Medical treatment associated with glaucoma and the optic nerve is also expected to spike in the years to come. Currently, glaucoma is costing our country $6 billion per year. By 2032, that amount is expected to increase to $12 billion and by 2050, annual medical treatment for glaucoma may reach a staggering $17.3 billion.
Glaucoma is a disease of the optic nerve, for which there is no cure. Increased pressure in the eye damages the optic nerve and gradually diminishes the field of vision until permanent blindness occurs. Unfortunately, there is no way to regain the vision that is lost due to glaucoma so any damage to the eyes is permanent.

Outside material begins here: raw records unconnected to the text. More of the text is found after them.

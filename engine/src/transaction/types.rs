//! Core type definitions for treasury transactions.

use std::fmt;

use chrono::{DateTime, Utc};
use serde::{Deserialize, Serialize};
use uuid::Uuid;

use crate::codec::abi::WeiAmount;
use crate::codec::address::{Address, TxHash};
use crate::error::{EngineError, EngineResult};

// ---------------------------------------------------------------------------
// Operation
// ---------------------------------------------------------------------------

/// How the Safe invokes the destination.
#[derive(Debug, Clone, Copy, Default, PartialEq, Eq, Hash, Serialize, Deserialize)]
#[serde(rename_all = "snake_case")]
pub enum Operation {
    /// Regular `CALL`.
    #[default]
    Call,
    /// `DELEGATECALL`: the target's code runs in the Safe's context.
    DelegateCall,
}

impl Operation {
    /// The `uint8` value used in the `SafeTx` struct.
    pub fn as_u8(self) -> u8 {
        match self {
            Self::Call => 0,
            Self::DelegateCall => 1,
        }
    }

    /// Parses the `uint8` encoding.
    pub fn from_u8(value: u8) -> EngineResult<Self> {
        match value {
            0 => Ok(Self::Call),
            1 => Ok(Self::DelegateCall),
            other => Err(EngineError::invalid_value(
                "operation",
                &other.to_string(),
                "must be 0 (call) or 1 (delegatecall)",
            )),
        }
    }
}

impl fmt::Display for Operation {
    fn fmt(&self, f: &mut fmt::Formatter<'_>) -> fmt::Result {
        match self {
            Self::Call => write!(f, "call"),
            Self::DelegateCall => write!(f, "delegatecall"),
        }
    }
}

// ---------------------------------------------------------------------------
// TransactionStatus
// ---------------------------------------------------------------------------

/// Lifecycle state of a transaction.
///
/// ```text
///   draft ──submit──▶ pending ──mark_executed──▶ executed
///                       ├──────mark_failed────▶ failed
///                       └──────cancel─────────▶ cancelled
/// ```
///
/// Only pending transactions can be cancelled. Nothing leaves `executed`,
/// `failed` or `cancelled`.
#[derive(Debug, Clone, Copy, PartialEq, Eq, Hash, Serialize, Deserialize)]
#[serde(rename_all = "snake_case")]
pub enum TransactionStatus {
    /// Created, nonce reserved, not yet open for signatures.
    Draft,
    /// Collecting signatures.
    Pending,
    /// Confirmed on-chain.
    Executed,
    /// Execution was reported as failed.
    Failed,
    /// Withdrawn before execution.
    Cancelled,
}

impl TransactionStatus {
    /// `true` for the terminal states.
    pub fn is_final(self) -> bool {
        matches!(self, Self::Executed | Self::Failed | Self::Cancelled)
    }

    /// Whether a transaction in this state still holds up later nonces.
    /// Executed ones consumed their nonce and cancelled ones are skipped.
    /// A failed execution leaves its nonce unused on-chain, so it keeps
    /// blocking until it is replaced.
    pub fn blocks_later_nonces(self) -> bool {
        matches!(self, Self::Draft | Self::Pending | Self::Failed)
    }
}

impl fmt::Display for TransactionStatus {
    fn fmt(&self, f: &mut fmt::Formatter<'_>) -> fmt::Result {
        match self {
            Self::Draft => write!(f, "draft"),
            Self::Pending => write!(f, "pending"),
            Self::Executed => write!(f, "executed"),
            Self::Failed => write!(f, "failed"),
            Self::Cancelled => write!(f, "cancelled"),
        }
    }
}

// ---------------------------------------------------------------------------
// SignatureRecord
// ---------------------------------------------------------------------------

/// One signer's approval.
#[derive(Debug, Clone, PartialEq, Eq, Serialize, Deserialize)]
pub struct SignatureRecord {
    /// Signer address.
    pub signer: Address,
    /// `0x`-prefixed 65-byte `r || s || v`, lowercase.
    pub signature: String,
    /// When it was recorded.
    pub signed_at: DateTime<Utc>,
}

// ---------------------------------------------------------------------------
// Transaction
// ---------------------------------------------------------------------------

/// A Safe transaction tracked by the ledger.
#[derive(Debug, Clone, PartialEq, Eq, Serialize, Deserialize)]
pub struct Transaction {
    /// Unique id.
    pub id: Uuid,
    /// Owning treasury.
    pub treasury_id: Uuid,
    /// Safe nonce, assigned once at creation.
    pub nonce: u64,
    /// Destination.
    pub to: Address,
    /// Amount in wei.
    pub value: WeiAmount,
    /// Call data, `0x` when empty.
    pub data: String,
    /// Call or delegatecall.
    pub operation: Operation,
    /// Lifecycle state.
    pub status: TransactionStatus,
    /// Approvals in the order they arrived.
    pub signatures: Vec<SignatureRecord>,
    /// Account that proposed it.
    pub created_by: String,
    /// Free text.
    pub description: String,
    /// EIP-712 hash the signers sign.
    pub safe_tx_hash: TxHash,
    /// On-chain execution hash, set only when executed.
    pub execution_hash: Option<TxHash>,
    /// Set only when executed.
    pub executed_at: Option<DateTime<Utc>>,
    /// Reason given by `mark_failed`.
    pub failure_reason: Option<String>,
    /// Creation time.
    pub created_at: DateTime<Utc>,
    /// Last mutation.
    pub updated_at: DateTime<Utc>,
}

impl Transaction {
    /// Whether `signer` already approved.
    pub fn has_signed(&self, signer: &Address) -> bool {
        self.signatures.iter().any(|s| &s.signer == signer)
    }

    /// Number of approvals recorded.
    pub fn signature_count(&self) -> usize {
        self.signatures.len()
    }

    /// `true` when the call data is empty.
    pub fn is_plain_transfer(&self) -> bool {
        self.data == "0x"
    }

    pub(crate) fn touch(&mut self) {
        self.updated_at = Utc::now();
    }
}

#[cfg(test)]
mod tests {
    use super::*;

    #[test]
    fn operation_encoding() {
        assert_eq!(Operation::Call.as_u8(), 0);
        assert_eq!(Operation::DelegateCall.as_u8(), 1);
        assert_eq!(Operation::from_u8(1).unwrap(), Operation::DelegateCall);
        assert!(Operation::from_u8(2).is_err());
    }

    #[test]
    fn terminal_states() {
        assert!(!TransactionStatus::Draft.is_final());
        assert!(!TransactionStatus::Pending.is_final());
        assert!(TransactionStatus::Executed.is_final());
        assert!(TransactionStatus::Failed.is_final());
        assert!(TransactionStatus::Cancelled.is_final());
    }

    #[test]
    fn only_executed_and_cancelled_release_ordering() {
        assert!(TransactionStatus::Draft.blocks_later_nonces());
        assert!(TransactionStatus::Pending.blocks_later_nonces());
        assert!(TransactionStatus::Failed.blocks_later_nonces());
        assert!(!TransactionStatus::Executed.blocks_later_nonces());
        assert!(!TransactionStatus::Cancelled.blocks_later_nonces());
    }

    #[test]
    fn status_display_is_lowercase() {
        assert_eq!(TransactionStatus::Cancelled.to_string(), "cancelled");
        assert_eq!(Operation::DelegateCall.to_string(), "delegatecall");
    }
}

The only way to prevent the damage from glaucoma is to have regular comprehensive eye exams by a licensed eye care professional. A simple pressure test called tonometry is one of the easiest ways to detect an increase in eye pressure. Other tests include a field of vision test and an inspection of the optic nerve. Certain individuals are more at risk for glaucoma than others, so knowing your own risk is essential. Risk factors include age, race (African Americans and Hispanics are at higher risk), family history, diabetes, eye injury, eye tumor and corticosteroid use (Source: Health News Digest).
If it has been several years since your last comprehensive eye exam, make an appointment today. Through early detection and early intervention, we can preserve the vision of people who develop this disease. Encourage your family members to get an eye examination to preserve their vision as well. Nothing is as priceless as our independence and the ability to see the faces of the people we love.